Channelpedia

PubMed 18021327


Referenced in Channelpedia wiki pages of: none

Automatically associated channels: Nav1.5 , Nav1.6 , Nav1.7 , Nav1.9



Title: Voltage-dependent Na(v)1.7 sodium channels: multiple roles in adrenal chromaffin cells and peripheral nervous system.

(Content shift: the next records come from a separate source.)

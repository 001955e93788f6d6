//! Tray visibility for the Fanduino window.
//!
//! The window is either shown normally or collapsed into a notification
//! area icon. [`TrayVisibilityController`] owns that decision and drives
//! the toolkit through the [`ShellSurface`] trait, so the state machine is
//! independent of the GUI backend.
//!
//! The toolkit side talks to the UI loop via channels:
//! - [`TrayEvent`]: raw events from the tray (double-click, menu clicks)
//! - [`TrayUpdate`]: updates from the UI loop to the tray (tooltip, menu)
//!
//! # Platform notes
//! - Linux: StatusNotifierItem via a GTK thread owned by the shell
//! - Windows: Win32 Shell_NotifyIcon

mod menu;
mod tray;
mod visibility;

pub use menu::{MenuAction, MenuItem, MenuState};
pub use tray::{TrayConfig, TrayEvent, TrayHandle, TrayUpdate};
pub use visibility::{ShellEvent, ShellSurface, Transition, TrayVisibilityController, WindowVisibility};
//! Main window composition: status label plus tray visibility.

use std::sync::Arc;

use fanduino_engine::StatusHook;
use fanduino_status::{StatusChannel, WakeFn};
use fanduino_tray::{ShellEvent, ShellSurface, Transition, TrayVisibilityController};

use crate::config::{StartupConfiguration, WindowSettings};

/// The status window.
///
/// Owns the label (through its [`StatusChannel`]), the tray visibility state
/// and the toolkit surface both act on. Must be created on the UI thread.
pub struct MainWindow<S: ShellSurface> {
    settings: WindowSettings,
    status: StatusChannel,
    visibility: TrayVisibilityController,
    surface: S,
}

impl<S: ShellSurface> MainWindow<S> {
    /// Builds the window and applies the startup visibility.
    pub fn new(config: &StartupConfiguration, mut surface: S, wake: WakeFn) -> Self {
        let status = StatusChannel::new(wake);
        let visibility = TrayVisibilityController::new(config.start_minimized, &mut surface);

        Self {
            settings: config.window.clone(),
            status,
            visibility,
            surface,
        }
    }

    /// Shows `text` on the label. Callable from any thread via [`status_hook`].
    ///
    /// [`status_hook`]: MainWindow::status_hook
    pub fn update_status(&self, text: impl Into<String>) {
        self.status.publish(text);
    }

    /// Returns a hook that forwards engine status to this window.
    pub fn status_hook(&self) -> StatusHook {
        let status = self.status.clone();
        Arc::new(move |text: String| status.publish(text))
    }

    /// Returns a second handle on the label's channel.
    pub fn status_channel(&self) -> StatusChannel {
        self.status.clone()
    }

    /// Reacts to a window or tray event.
    pub fn on_event(&mut self, event: ShellEvent) -> Option<Transition> {
        self.visibility.handle(event, &mut self.surface)
    }

    /// Runs one UI iteration. Returns `true` if the label changed.
    pub fn frame(&mut self) -> bool {
        self.status.pump()
    }

    /// Stops accepting status updates.
    pub fn shutdown(&self) {
        self.status.close();
    }

    pub fn status_text(&self) -> String {
        self.status.text()
    }

    pub fn settings(&self) -> &WindowSettings {
        &self.settings
    }

    pub fn visibility(&self) -> &TrayVisibilityController {
        &self.visibility
    }

    pub fn surface(&self) -> &S {
        &self.surface
    }

    pub fn surface_mut(&mut self) -> &mut S {
        &mut self.surface
    }
}

#[cfg(test)]
pub(crate) mod tests {
    use super::*;
    use fanduino_tray::WindowVisibility;

    /// Surface that only records what it was told.
    #[derive(Debug, Default)]
    pub(crate) struct RecordingSurface {
        pub window_visible: bool,
        pub in_taskbar: bool,
        pub tray_visible: bool,
        pub times_shown: usize,
    }

    impl ShellSurface for RecordingSurface {
        fn hide_window(&mut self) {
            self.window_visible = false;
        }
        fn show_window(&mut self) {
            self.window_visible = true;
            self.times_shown += 1;
        }
        fn restore_window(&mut self) {}
        fn set_in_taskbar(&mut self, visible: bool) {
            self.in_taskbar = visible;
        }
        fn set_tray_visible(&mut self, visible: bool) {
            self.tray_visible = visible;
        }
    }

    fn window(start_minimized: bool) -> MainWindow<RecordingSurface> {
        let config = StartupConfiguration {
            start_minimized,
            ..StartupConfiguration::default()
        };
        MainWindow::new(&config, RecordingSurface::default(), Box::new(|| {}))
    }

    #[test]
    fn normal_start_shows_the_window() {
        let w = window(false);
        assert_eq!(w.visibility().state(), WindowVisibility::Normal);
        assert!(w.surface().window_visible);
        assert!(!w.surface().tray_visible);
        assert_eq!(w.settings().title, "Fanduino");
    }

    #[test]
    fn minimized_start_goes_straight_to_tray() {
        let w = window(true);
        assert_eq!(w.visibility().state(), WindowVisibility::MinimizedToTray);
        assert!(w.surface().tray_visible);
        assert!(!w.surface().in_taskbar);
        assert_eq!(w.surface().times_shown, 0);
    }

    #[test]
    fn events_drive_the_surface() {
        let mut w = window(false);

        w.on_event(ShellEvent::Minimized).unwrap();
        assert!(w.surface().tray_visible);
        assert!(!w.surface().window_visible);

        w.on_event(ShellEvent::TrayDoubleClicked).unwrap();
        assert!(!w.surface().tray_visible);
        assert!(w.surface().window_visible);
        assert!(w.surface().in_taskbar);
    }

    #[test]
    fn hook_from_engine_thread_reaches_label_on_next_frame() {
        let mut w = window(false);
        w.update_status("Connecting on port 5757");
        assert_eq!(w.status_text(), "Connecting on port 5757");

        let hook = w.status_hook();
        std::thread::spawn(move || {
            for i in 0..50 {
                hook(format!("rpm {i}"));
            }
        })
        .join()
        .unwrap();

        assert_eq!(w.status_text(), "Connecting on port 5757");
        assert!(w.frame());
        assert_eq!(w.status_text(), "rpm 49");
    }

    #[test]
    fn updates_after_shutdown_are_dropped() {
        let mut w = window(false);
        w.update_status("last");
        w.shutdown();

        let hook = w.status_hook();
        std::thread::spawn(move || hook("too late".into())).join().unwrap();

        assert!(!w.frame());
        assert_eq!(w.status_text(), "last");
    }
}
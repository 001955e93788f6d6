//! eframe + tray-icon implementation of the window shell.

mod driver;
mod restore;
mod surface;
mod tray;

use std::sync::{Arc, OnceLock, mpsc};

use anyhow::anyhow;
use eframe::egui;
use fanduino_status::WakeFn;
use fanduino_tray::{TrayConfig, TrayEvent, TrayHandle, TrayUpdate};

use crate::bootstrap::UiShell;
use crate::config::{StartupConfiguration, WindowSettings};
use crate::window::MainWindow;

use driver::ShellDriver;
use restore::TrayRestore;
pub use surface::EguiSurface;
use tray::SystemTray;

/// Repaint target that becomes available once the event loop is running.
#[derive(Clone, Default)]
struct RepaintSlot(Arc<OnceLock<egui::Context>>);

impl RepaintSlot {
    fn attach(&self, ctx: &egui::Context) {
        let _ = self.0.set(ctx.clone());
    }

    fn wake(&self) {
        if let Some(ctx) = self.0.get() {
            ctx.request_repaint();
        }
    }
}

/// Channel ends handed to the system tray when the loop starts.
struct TrayWiring {
    config: TrayConfig,
    event_tx: mpsc::Sender<TrayEvent>,
    update_rx: mpsc::Receiver<TrayUpdate>,
}

/// Runs the window with eframe and a tray-icon notification icon.
pub struct EguiShell {
    settings: WindowSettings,
    repaint: RepaintSlot,
    tray: Option<TrayWiring>,
}

impl EguiShell {
    pub fn new(config: &StartupConfiguration) -> Self {
        Self {
            settings: config.window.clone(),
            repaint: RepaintSlot::default(),
            tray: None,
        }
    }
}

impl UiShell for EguiShell {
    type Surface = EguiSurface;

    fn prepare(&mut self) -> (EguiSurface, WakeFn) {
        let config = TrayConfig {
            title: self.settings.title.clone(),
            ..TrayConfig::default()
        };
        let (handle, event_tx, update_rx) = TrayHandle::new(config.clone());
        self.tray = Some(TrayWiring {
            config,
            event_tx,
            update_rx,
        });

        let repaint = self.repaint.clone();
        (EguiSurface::new(handle), Box::new(move || repaint.wake()))
    }

    fn run(mut self, window: MainWindow<EguiSurface>) -> anyhow::Result<()> {
        let wiring = self
            .tray
            .take()
            .ok_or_else(|| anyhow!("shell was not prepared"))?;

        let settings = window.settings().clone();
        let mut viewport = egui::ViewportBuilder::default()
            .with_title(settings.title.clone())
            .with_inner_size([settings.width, settings.height])
            .with_visible(window.visibility().window_visible());
        if let Some(position) = settings.position {
            viewport = viewport.with_position(position);
        }

        let options = eframe::NativeOptions {
            viewport,
            ..Default::default()
        };

        let repaint = self.repaint.clone();
        eframe::run_native(
            &settings.title,
            options,
            Box::new(move |cc| {
                repaint.attach(&cc.egui_ctx);
                let restore = TrayRestore::default();
                restore.capture(cc);
                let driver = ShellDriver::new(window, restore.clone());

                let wake: Arc<dyn Fn() + Send + Sync> = Arc::new(move || repaint.wake());
                let mut tray = SystemTray::start(
                    wiring.config,
                    wiring.event_tx,
                    wiring.update_rx,
                    wake,
                    restore.clone(),
                )?;
                // A hidden window may not run a frame; show the icon now.
                tray.pump();

                Ok(Box::new(FanduinoApp {
                    driver,
                    tray,
                    restore,
                }))
            }),
        )
        .map_err(|e| anyhow!("failed to run window: {e}"))
    }
}

/// The eframe application: renders the label and owns the native tray.
struct FanduinoApp {
    driver: ShellDriver,
    tray: SystemTray,
    restore: TrayRestore,
}

impl eframe::App for FanduinoApp {
    fn update(&mut self, ctx: &egui::Context, frame: &mut eframe::Frame) {
        self.restore.capture(&*frame);
        let text = self.driver.step(ctx);
        self.tray.pump();

        egui::CentralPanel::default().show(ctx, |ui| {
            ui.centered_and_justified(|ui| {
                ui.label(&text);
            });
        });
    }
}

impl Drop for FanduinoApp {
    fn drop(&mut self) {
        self.driver.shutdown();
        self.tray.pump();
    }
}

Authors: A Wada, E Wanke, F Gullo, E Schiavon

Journal, date & volume: Acta Physiol (Oxf), 2008 Feb , 192, 221-31

PubMed link: http://www.ncbi.nlm.nih.gov/pubmed/18021327


Abstract
Voltage-dependent Na+ channels consist of the principal alpha-subunit (approximately 260 kDa), without or with auxiliary beta-subunit (approximately 38 kDa). Nine alpha-subunit isoforms (Na(v)1.1-Na(v)1.9) are encoded in nine different genes (SCN1A-SCN5A and SCN8A-SCN11A). Besides initiating and propagating action potentials in established neuronal circuit, Na+ channels engrave, maintain and repair neuronal network in the brain throughout the life. Adrenal chromaffin cells express Na(v)1.7 encoded in SCN9A, which is widely distributed among peripheral autonomic and sensory ganglia, neuroendocrine cells, as well as prostate cancer cell lines. In chromaffin cells, Na(v)1.7-specific biophysical properties have been characterized; physiological stimulation by acetylcholine produces muscarinic receptor-mediated hyperpolarization followed by nicotinic receptor-mediated depolarization. In human patients with Na(v)1.7 channelopathies, gain-of-pathological function mutants (i.e. erythermalgia and paroxysmal extreme pain disorder) or loss-of-physiological function mutant (channelopathy-associated insensitivity to pain) proved the causal involvement of mutant Na(v)1.7 in generating intolerable pain syndrome, Na(v)1.7 being the first molecular target convincingly identified for pain treatment. Importantly, aberrant upregulation/hyperactivity of even the native Na(v)1.7 produces pain associated with inflammation, nerve injury and diabetic neuropathy in rodents. Various extra- and intracellular signals, as well as therapeutic drugs modulate the activity of Na(v)1.7, and also cause up- and downregulation of Na(v)1.7. Na(v)1.7 seems to play an increasing number of crucial roles in health, disease and therapeutics.